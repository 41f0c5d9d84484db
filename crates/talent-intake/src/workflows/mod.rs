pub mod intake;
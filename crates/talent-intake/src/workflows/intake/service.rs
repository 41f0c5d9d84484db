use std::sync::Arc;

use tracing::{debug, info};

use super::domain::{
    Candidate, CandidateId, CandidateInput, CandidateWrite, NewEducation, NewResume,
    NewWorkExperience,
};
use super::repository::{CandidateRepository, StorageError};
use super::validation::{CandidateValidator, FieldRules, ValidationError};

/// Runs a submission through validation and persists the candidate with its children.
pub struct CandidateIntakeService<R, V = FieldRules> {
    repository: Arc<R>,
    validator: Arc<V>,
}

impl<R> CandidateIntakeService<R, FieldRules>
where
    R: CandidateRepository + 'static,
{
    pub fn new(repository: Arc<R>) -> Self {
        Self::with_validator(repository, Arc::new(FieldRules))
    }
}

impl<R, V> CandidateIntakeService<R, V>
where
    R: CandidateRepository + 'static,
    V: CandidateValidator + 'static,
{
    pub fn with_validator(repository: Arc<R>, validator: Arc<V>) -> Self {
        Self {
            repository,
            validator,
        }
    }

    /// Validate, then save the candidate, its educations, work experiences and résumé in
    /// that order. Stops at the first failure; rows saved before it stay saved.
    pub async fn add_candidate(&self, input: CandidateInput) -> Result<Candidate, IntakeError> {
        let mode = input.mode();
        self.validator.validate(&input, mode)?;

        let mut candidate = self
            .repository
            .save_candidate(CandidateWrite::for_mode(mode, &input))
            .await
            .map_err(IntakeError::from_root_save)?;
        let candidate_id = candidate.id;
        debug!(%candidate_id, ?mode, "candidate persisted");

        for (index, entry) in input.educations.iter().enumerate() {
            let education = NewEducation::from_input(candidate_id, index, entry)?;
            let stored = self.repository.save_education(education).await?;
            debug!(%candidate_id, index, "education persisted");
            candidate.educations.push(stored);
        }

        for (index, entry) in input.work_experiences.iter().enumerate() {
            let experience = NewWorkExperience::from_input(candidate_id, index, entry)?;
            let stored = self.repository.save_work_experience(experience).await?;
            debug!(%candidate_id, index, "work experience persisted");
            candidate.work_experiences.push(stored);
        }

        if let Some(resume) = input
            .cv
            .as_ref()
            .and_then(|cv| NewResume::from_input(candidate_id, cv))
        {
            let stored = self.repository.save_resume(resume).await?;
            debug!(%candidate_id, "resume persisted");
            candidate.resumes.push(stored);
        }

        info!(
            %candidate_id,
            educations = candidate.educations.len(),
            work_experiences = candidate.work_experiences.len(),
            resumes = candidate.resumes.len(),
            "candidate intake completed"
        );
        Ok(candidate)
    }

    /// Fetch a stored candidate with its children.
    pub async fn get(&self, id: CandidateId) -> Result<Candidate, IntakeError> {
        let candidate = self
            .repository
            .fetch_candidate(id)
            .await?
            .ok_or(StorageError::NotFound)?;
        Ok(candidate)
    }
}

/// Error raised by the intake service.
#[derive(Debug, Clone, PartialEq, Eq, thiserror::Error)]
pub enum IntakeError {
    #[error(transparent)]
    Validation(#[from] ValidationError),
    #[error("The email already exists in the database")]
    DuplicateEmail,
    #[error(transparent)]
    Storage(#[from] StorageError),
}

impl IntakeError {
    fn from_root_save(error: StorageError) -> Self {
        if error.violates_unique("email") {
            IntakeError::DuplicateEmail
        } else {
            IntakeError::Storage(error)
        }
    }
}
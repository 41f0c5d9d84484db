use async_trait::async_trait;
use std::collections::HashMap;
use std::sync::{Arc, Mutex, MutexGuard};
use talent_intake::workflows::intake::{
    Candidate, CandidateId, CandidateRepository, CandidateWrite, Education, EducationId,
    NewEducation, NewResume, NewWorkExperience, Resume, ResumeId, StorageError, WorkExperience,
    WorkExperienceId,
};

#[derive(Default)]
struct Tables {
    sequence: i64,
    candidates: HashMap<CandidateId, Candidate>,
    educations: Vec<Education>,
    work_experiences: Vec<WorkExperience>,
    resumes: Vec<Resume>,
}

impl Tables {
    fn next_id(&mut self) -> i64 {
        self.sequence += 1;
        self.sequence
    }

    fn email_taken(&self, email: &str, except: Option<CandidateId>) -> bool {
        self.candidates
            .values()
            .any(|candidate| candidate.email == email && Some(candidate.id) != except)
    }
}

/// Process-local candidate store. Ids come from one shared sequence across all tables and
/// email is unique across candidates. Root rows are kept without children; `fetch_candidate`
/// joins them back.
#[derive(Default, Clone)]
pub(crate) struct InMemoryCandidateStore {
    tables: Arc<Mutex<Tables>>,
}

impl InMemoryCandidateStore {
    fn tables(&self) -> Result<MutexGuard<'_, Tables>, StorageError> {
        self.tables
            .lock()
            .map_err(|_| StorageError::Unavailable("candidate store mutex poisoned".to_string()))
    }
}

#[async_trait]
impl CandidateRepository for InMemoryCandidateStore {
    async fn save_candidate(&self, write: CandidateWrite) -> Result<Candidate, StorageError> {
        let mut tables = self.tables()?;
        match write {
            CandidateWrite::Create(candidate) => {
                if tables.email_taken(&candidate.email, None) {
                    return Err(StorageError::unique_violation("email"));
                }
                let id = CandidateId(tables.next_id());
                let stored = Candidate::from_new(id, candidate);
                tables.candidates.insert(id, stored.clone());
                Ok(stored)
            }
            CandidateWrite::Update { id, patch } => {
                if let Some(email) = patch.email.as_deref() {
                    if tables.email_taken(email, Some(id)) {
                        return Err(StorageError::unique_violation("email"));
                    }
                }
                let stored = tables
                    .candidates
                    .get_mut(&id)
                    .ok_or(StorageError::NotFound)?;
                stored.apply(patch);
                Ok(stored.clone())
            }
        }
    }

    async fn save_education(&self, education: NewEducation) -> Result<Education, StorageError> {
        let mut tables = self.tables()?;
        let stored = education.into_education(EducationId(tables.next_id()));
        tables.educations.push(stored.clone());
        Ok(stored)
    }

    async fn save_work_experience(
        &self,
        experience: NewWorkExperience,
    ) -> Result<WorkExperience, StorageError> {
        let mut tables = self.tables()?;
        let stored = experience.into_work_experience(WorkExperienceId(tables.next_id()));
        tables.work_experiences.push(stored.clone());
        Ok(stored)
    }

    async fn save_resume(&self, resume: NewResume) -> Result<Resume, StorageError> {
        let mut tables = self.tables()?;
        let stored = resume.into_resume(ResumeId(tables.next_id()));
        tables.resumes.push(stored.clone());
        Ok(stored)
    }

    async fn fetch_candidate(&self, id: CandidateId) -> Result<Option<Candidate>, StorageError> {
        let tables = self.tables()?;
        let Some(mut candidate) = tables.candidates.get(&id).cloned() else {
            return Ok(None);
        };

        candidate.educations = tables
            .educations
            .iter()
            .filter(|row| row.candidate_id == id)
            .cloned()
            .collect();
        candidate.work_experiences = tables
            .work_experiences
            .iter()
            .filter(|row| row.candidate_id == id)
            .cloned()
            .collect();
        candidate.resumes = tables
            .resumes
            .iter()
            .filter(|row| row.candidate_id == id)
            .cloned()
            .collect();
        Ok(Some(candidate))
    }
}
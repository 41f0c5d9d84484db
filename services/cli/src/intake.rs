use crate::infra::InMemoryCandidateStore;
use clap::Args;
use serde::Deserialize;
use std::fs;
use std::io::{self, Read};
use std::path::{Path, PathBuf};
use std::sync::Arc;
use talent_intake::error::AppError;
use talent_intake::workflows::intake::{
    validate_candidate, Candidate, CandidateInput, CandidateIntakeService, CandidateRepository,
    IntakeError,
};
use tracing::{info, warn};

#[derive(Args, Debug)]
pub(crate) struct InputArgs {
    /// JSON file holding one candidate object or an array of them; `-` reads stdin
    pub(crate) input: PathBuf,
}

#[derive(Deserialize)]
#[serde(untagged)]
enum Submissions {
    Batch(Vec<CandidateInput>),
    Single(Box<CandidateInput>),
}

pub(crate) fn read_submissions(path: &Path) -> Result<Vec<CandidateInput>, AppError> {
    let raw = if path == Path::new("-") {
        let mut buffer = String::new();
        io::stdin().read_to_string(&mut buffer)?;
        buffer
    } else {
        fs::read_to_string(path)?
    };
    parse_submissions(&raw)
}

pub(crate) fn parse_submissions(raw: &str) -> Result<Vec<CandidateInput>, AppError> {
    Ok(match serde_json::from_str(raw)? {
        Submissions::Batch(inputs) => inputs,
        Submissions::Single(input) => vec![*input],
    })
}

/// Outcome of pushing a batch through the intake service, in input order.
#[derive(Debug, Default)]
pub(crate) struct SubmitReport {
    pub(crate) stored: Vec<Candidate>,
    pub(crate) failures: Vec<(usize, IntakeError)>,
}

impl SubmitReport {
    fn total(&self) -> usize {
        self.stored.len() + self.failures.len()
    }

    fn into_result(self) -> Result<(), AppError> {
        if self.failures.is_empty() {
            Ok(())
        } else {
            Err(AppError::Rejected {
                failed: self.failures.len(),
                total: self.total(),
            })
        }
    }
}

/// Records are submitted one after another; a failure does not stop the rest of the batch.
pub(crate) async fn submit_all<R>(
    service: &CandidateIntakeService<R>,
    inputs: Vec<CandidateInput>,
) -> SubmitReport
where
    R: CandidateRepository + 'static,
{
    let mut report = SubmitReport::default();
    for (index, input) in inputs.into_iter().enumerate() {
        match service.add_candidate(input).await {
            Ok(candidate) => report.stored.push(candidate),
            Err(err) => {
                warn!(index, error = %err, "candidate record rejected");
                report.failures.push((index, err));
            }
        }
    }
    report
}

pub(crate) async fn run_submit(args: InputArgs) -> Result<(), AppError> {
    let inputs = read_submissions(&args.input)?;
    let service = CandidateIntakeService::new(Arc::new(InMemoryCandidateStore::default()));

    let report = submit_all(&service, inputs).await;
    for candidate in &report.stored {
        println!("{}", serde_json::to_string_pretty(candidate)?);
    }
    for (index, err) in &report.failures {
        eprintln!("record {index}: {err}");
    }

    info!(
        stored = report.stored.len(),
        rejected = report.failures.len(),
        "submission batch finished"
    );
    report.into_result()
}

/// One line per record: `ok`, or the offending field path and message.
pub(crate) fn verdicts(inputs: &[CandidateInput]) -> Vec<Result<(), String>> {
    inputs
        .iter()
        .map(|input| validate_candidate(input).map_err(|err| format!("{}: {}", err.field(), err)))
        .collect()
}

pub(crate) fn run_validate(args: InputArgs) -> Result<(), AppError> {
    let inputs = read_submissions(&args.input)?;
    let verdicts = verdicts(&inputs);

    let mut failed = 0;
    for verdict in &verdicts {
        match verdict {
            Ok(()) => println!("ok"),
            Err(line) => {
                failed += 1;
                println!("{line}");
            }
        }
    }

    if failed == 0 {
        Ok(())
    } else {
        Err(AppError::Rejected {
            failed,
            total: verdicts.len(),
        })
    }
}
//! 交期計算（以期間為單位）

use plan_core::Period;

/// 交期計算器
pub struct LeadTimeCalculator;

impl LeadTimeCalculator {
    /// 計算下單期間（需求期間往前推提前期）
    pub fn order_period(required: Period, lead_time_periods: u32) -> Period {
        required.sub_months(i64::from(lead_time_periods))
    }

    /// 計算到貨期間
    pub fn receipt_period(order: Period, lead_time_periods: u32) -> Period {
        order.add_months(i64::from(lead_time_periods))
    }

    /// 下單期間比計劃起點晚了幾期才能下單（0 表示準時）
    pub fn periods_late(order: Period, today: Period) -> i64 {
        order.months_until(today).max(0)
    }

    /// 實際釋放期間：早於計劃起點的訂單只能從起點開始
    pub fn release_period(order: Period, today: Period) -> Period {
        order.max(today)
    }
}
· · ·
* [The task]: For each line above that includes the word "usize", make a copy of that line.

* [Written answer]:
    pub(crate) failures: Vec<(usize, IntakeError)>,
    fn total(&self) -> usize {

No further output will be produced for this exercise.